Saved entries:
Content starts

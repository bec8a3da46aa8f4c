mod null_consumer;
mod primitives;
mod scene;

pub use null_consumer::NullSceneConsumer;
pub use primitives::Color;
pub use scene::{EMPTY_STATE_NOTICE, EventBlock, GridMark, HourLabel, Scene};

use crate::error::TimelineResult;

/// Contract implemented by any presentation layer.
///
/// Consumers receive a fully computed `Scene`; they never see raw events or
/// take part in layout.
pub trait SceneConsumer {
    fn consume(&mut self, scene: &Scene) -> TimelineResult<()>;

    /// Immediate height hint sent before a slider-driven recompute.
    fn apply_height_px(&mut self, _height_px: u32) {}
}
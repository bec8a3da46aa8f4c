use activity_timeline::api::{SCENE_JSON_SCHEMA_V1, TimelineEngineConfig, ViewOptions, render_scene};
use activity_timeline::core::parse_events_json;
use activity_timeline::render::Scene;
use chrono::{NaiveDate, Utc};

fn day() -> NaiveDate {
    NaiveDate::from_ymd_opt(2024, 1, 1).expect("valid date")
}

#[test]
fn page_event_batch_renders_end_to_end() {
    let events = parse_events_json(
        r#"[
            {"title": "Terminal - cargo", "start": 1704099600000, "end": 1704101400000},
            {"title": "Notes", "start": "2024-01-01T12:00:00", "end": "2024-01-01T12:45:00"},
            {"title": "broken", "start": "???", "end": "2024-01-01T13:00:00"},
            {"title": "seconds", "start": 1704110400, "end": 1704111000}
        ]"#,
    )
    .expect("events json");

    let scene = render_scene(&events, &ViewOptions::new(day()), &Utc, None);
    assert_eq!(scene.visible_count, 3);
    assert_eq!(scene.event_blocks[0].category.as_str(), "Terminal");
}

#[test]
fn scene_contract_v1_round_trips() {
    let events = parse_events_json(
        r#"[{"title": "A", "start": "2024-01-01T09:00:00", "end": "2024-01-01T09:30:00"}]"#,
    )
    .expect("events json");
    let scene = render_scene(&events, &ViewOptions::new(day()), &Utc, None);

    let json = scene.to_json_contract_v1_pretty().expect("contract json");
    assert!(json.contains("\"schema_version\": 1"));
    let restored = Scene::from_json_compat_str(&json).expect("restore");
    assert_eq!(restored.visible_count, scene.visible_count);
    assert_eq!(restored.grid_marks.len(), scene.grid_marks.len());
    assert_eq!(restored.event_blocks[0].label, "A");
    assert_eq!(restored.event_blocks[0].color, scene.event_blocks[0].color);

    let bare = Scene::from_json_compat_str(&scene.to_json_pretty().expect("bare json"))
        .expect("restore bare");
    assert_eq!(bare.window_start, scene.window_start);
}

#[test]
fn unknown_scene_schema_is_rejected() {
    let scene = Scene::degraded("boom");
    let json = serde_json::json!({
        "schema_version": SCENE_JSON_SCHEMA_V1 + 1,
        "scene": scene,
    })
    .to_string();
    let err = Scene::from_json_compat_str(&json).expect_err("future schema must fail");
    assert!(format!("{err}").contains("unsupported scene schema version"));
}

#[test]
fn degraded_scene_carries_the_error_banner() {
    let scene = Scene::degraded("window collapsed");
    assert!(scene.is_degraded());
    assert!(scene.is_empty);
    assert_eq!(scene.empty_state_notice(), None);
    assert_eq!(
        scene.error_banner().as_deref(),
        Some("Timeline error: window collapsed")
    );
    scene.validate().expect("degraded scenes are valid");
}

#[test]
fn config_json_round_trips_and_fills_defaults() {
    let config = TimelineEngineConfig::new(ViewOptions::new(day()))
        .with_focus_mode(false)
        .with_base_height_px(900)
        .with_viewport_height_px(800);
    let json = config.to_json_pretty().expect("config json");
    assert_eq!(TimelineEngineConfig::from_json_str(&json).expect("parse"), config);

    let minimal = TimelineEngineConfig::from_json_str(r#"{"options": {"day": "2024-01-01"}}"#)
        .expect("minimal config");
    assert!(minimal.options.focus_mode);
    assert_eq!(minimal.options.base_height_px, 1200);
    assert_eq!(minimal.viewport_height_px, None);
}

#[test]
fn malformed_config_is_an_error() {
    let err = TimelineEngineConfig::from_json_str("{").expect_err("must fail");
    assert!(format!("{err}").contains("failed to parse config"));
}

Content ends

→ **Description of the task**:
Check each line of the data for "must". Copy the lines where it turns up.

→ **Result**:
    let err = Scene::from_json_compat_str(&json).expect_err("future schema must fail");
    let err = TimelineEngineConfig::from_json_str("{").expect_err("must fail");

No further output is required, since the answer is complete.